Below are records; give the number of their lines that contain "sale", and only that number.
[INFORMATION GIVEN — start]
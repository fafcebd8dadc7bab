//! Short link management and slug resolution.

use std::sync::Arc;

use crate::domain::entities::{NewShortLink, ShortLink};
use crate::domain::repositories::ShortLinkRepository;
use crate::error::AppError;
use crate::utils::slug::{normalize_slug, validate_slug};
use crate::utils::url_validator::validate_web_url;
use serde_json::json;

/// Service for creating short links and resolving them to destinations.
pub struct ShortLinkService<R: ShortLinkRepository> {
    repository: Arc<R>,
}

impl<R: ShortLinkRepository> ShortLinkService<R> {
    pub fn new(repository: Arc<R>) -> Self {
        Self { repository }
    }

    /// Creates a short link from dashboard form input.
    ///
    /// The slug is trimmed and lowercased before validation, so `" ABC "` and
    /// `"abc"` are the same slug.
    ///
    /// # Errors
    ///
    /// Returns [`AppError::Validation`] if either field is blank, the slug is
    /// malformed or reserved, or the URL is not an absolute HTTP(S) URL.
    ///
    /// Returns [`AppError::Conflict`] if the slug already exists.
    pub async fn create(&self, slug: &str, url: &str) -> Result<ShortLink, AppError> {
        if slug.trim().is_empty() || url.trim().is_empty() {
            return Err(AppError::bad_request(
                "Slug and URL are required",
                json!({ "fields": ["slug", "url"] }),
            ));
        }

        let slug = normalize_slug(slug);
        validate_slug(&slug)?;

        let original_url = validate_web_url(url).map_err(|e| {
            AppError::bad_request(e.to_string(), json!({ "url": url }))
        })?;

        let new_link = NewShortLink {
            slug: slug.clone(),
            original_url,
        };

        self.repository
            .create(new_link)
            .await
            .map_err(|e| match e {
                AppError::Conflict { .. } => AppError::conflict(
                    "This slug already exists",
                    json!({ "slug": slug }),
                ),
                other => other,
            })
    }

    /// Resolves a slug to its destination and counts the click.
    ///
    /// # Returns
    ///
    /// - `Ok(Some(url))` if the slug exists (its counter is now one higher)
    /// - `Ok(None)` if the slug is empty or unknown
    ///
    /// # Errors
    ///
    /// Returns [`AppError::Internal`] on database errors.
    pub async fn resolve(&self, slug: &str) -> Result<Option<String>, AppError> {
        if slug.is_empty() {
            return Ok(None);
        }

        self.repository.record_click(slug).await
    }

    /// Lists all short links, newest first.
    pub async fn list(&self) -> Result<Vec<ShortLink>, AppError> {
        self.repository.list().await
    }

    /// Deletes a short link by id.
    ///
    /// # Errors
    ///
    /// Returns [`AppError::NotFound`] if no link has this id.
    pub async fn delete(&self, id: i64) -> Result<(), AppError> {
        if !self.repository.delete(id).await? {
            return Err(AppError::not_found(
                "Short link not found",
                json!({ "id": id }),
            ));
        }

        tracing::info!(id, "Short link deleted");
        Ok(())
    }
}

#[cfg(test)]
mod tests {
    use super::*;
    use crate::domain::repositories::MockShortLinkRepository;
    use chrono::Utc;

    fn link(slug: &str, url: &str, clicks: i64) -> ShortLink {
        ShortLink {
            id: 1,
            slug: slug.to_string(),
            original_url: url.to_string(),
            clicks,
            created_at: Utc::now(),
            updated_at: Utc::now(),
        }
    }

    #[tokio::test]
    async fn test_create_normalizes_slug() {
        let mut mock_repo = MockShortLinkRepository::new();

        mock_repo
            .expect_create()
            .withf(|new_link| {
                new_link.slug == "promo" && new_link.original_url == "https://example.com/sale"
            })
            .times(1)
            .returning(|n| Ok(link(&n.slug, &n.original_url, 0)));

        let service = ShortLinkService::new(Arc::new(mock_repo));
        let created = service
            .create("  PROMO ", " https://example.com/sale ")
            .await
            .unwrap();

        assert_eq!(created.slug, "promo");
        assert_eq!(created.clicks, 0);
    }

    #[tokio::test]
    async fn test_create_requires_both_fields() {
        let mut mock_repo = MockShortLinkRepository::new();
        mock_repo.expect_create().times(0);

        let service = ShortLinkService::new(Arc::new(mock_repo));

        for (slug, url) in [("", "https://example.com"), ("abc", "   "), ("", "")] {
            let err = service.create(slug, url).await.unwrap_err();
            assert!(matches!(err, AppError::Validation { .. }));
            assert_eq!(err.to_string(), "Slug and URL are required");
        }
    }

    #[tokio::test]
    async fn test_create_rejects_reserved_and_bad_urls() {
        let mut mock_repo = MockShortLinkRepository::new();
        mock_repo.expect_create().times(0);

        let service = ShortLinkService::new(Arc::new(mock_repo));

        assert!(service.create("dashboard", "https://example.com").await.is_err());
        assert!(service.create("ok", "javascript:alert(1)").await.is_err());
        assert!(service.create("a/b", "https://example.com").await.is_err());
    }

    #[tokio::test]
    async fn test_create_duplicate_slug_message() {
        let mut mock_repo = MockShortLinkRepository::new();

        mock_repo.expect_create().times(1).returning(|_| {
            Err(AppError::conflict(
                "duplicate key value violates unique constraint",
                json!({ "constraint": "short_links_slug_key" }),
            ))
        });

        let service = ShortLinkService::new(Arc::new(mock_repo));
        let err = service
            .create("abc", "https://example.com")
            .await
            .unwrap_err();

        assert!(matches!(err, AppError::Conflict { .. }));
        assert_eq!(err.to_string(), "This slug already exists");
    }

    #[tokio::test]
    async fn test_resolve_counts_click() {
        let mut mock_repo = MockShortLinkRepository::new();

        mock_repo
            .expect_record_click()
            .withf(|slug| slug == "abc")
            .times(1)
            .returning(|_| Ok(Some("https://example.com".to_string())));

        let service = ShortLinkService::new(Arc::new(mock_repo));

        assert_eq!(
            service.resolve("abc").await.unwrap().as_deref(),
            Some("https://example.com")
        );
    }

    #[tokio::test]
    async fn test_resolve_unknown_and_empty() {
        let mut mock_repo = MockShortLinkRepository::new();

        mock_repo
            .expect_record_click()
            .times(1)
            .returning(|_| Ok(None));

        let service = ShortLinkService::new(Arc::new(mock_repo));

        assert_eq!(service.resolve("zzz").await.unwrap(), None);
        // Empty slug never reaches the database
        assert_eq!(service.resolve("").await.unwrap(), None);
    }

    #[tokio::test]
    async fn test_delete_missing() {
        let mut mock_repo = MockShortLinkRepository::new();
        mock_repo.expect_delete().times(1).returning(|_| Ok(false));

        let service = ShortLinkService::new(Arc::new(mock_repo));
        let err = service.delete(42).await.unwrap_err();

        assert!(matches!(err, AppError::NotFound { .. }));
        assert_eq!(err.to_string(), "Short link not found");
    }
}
[INFORMATION GIVEN — finish]
SOLUTION TO THE PROBLEM: 2